The Butterfly Station located at the Farnsworth Middle School has completed its fifth year of operation reaching over 2,600 people over a seven week period during July and August, 2003…60 students in grades 6-11 volunteered three to five weeks of their summer as guides at the Butterfly Station a well as rearing butterflies and maintaining native plant and butterfly gardens and seven faculty also dedicated their summer to the operation of the Butterfly Station.
In mid-August, eight students from the Butterfly Station shared their native Pine Bush plants and gardening expertise with the residents of Teresian House, helping to weed and add new plants to the Pine Bush Native Plant Demonstration Garden located on the Teresian House grounds.
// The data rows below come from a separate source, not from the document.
// Integration tests for the event surface
mod events_flow {
    use super::*;

    #[test]
    fn test_lifecycle_events_arrive_in_order() {
        let mut manager = fresh_manager();
        let seen = Arc::new(Mutex::new(Vec::new()));
        let sink = Arc::clone(&seen);
        manager.subscribe(move |event| {
            if event.id == "mine" {
                sink.lock().unwrap().push(event.kind);
            }
        });

        manager.register_package(create_package("mine")).unwrap();
        manager.load_package("mine").unwrap();
        manager.set_theme("mine").unwrap();
        manager.unregister_package("mine").unwrap();

        let kinds = seen.lock().unwrap().clone();
        assert_eq!(
            kinds,
            vec![
                PackageEventKind::PackageValidated,
                PackageEventKind::PackageRegistered,
                PackageEventKind::PackageLoaded,
                PackageEventKind::PackageUpdated,
                PackageEventKind::PackageUnregistered,
            ]
        );
    }

    #[test]
    fn test_failed_strict_load_emits_an_error_event() {
        let mut manager = strict_manager();
        let seen = Arc::new(Mutex::new(Vec::new()));
        let sink = Arc::clone(&seen);
        manager.subscribe(move |event| {
            sink.lock().unwrap().push((event.kind, event.id.clone()));
        });

        let _ = manager.load_package("ghost");

        let events = seen.lock().unwrap().clone();
        assert!(events.contains(&(PackageEventKind::Error, "ghost".to_string())));
    }
}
The summer prescirbed burn season was the most successful to date. Between July 7 and August 31 the Commission conducted six prescribed burns: 46 acres of the Pine Bush were treated with fire, bringing the total this year to 53 acres.
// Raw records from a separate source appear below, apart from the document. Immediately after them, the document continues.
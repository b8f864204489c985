//! Menu styling variants shared across theme packages.
//!
//! A package does not own its menu tokens. It names a [`MenuVariant`], and the
//! variant resolves to one of a small set of interned [`MenuTokens`] value
//! objects. Two packages requesting the same variant share the same static
//! token set, so a package can never mutate menu styling out from under
//! another package.

use serde::{Deserialize, Serialize};
use std::fmt;

/// Identifier of a precomputed menu token set.
///
/// Serialized as `"light"` / `"dark"` in package definitions. Packages that
/// omit the field default to [`MenuVariant::Light`].
#[derive(Debug, Clone, Copy, Default, PartialEq, Eq, Hash, Serialize, Deserialize)]
#[serde(rename_all = "lowercase")]
pub enum MenuVariant {
    #[default]
    Light,
    Dark,
}

impl MenuVariant {
    /// Resolves the variant to its shared token set.
    ///
    /// The same variant always returns the same `&'static` value, which is
    /// what makes structural sharing observable (and testable via pointer
    /// identity).
    pub fn tokens(self) -> &'static MenuTokens {
        match self {
            MenuVariant::Light => &LIGHT_MENU_TOKENS,
            MenuVariant::Dark => &DARK_MENU_TOKENS,
        }
    }

    /// Returns the opposite variant.
    pub fn toggled(self) -> Self {
        match self {
            MenuVariant::Light => MenuVariant::Dark,
            MenuVariant::Dark => MenuVariant::Light,
        }
    }

    pub fn as_str(self) -> &'static str {
        match self {
            MenuVariant::Light => "light",
            MenuVariant::Dark => "dark",
        }
    }
}

impl fmt::Display for MenuVariant {
    fn fmt(&self, f: &mut fmt::Formatter<'_>) -> fmt::Result {
        f.write_str(self.as_str())
    }
}

/// Token set specific to navigation-menu rendering.
///
/// Instances are interned statics; consumers hold `&'static MenuTokens` and
/// never copies of their own.
#[derive(Debug, Clone, PartialEq, Serialize)]
pub struct MenuTokens {
    // Sider chrome
    pub sider_bg: &'static str,
    pub sider_color: &'static str,
    pub trigger_bg: &'static str,
    pub trigger_color: &'static str,

    // Menu items
    pub item_bg: &'static str,
    pub item_selected_bg: &'static str,
    pub item_hover_bg: &'static str,
    pub item_color: &'static str,
    pub item_selected_color: &'static str,
    pub item_hover_color: &'static str,
    pub item_active_bg: &'static str,
    pub item_active_color: &'static str,
    pub item_disabled_color: &'static str,

    // Submenus
    pub sub_menu_item_bg: &'static str,
    pub group_title_color: &'static str,

    // Geometry
    pub icon_size: u16,
    pub collapsed_icon_size: u16,
    pub collapsed_width: u16,
}

static LIGHT_MENU_TOKENS: MenuTokens = MenuTokens {
    sider_bg: "#ffffff",
    sider_color: "#1f1f1f",
    trigger_bg: "#f5f5f5",
    trigger_color: "#1f1f1f",
    item_bg: "transparent",
    item_selected_bg: "#e6f7ff",
    item_hover_bg: "#f5f5f5",
    item_color: "#1f1f1f",
    item_selected_color: "#1890ff",
    item_hover_color: "#1890ff",
    item_active_bg: "#e6f7ff",
    item_active_color: "#1890ff",
    item_disabled_color: "#bfbfbf",
    sub_menu_item_bg: "transparent",
    group_title_color: "#595959",
    icon_size: 14,
    collapsed_icon_size: 16,
    collapsed_width: 80,
};

static DARK_MENU_TOKENS: MenuTokens = MenuTokens {
    sider_bg: "#001529",
    sider_color: "rgba(255, 255, 255, 0.95)",
    trigger_bg: "#002140",
    trigger_color: "#ffffff",
    item_bg: "transparent",
    item_selected_bg: "#1890ff",
    item_hover_bg: "rgba(24, 144, 255, 0.15)",
    item_color: "rgba(255, 255, 255, 0.95)",
    item_selected_color: "#ffffff",
    item_hover_color: "#ffffff",
    item_active_bg: "rgba(24, 144, 255, 0.25)",
    item_active_color: "#ffffff",
    item_disabled_color: "rgba(255, 255, 255, 0.4)",
    sub_menu_item_bg: "transparent",
    group_title_color: "rgba(255, 255, 255, 0.6)",
    icon_size: 14,
    collapsed_icon_size: 16,
    collapsed_width: 80,
};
The Apollo Drive restoration site exceeded earlier goals. The former parking lot was restored to Karner Blue butterfly habitat with over 50,000 flowering lupine plants and the site now supports butterflies. The US Department of Agriculture awarded the Commission $25,000 to be used for site preparation, seed, planting and follow-up management of 29.4 acres of Karner Blue habitat over the next three years. And over the summer almost 10 acres of abandoned agricultural fields in the Preserve have been prepared for planting in 2004. These areas, in adition to the 21 acres where locust tree removal has been continuing, will increase Karner Blue habitat in the Preserve by almost 30 acres over the next several years.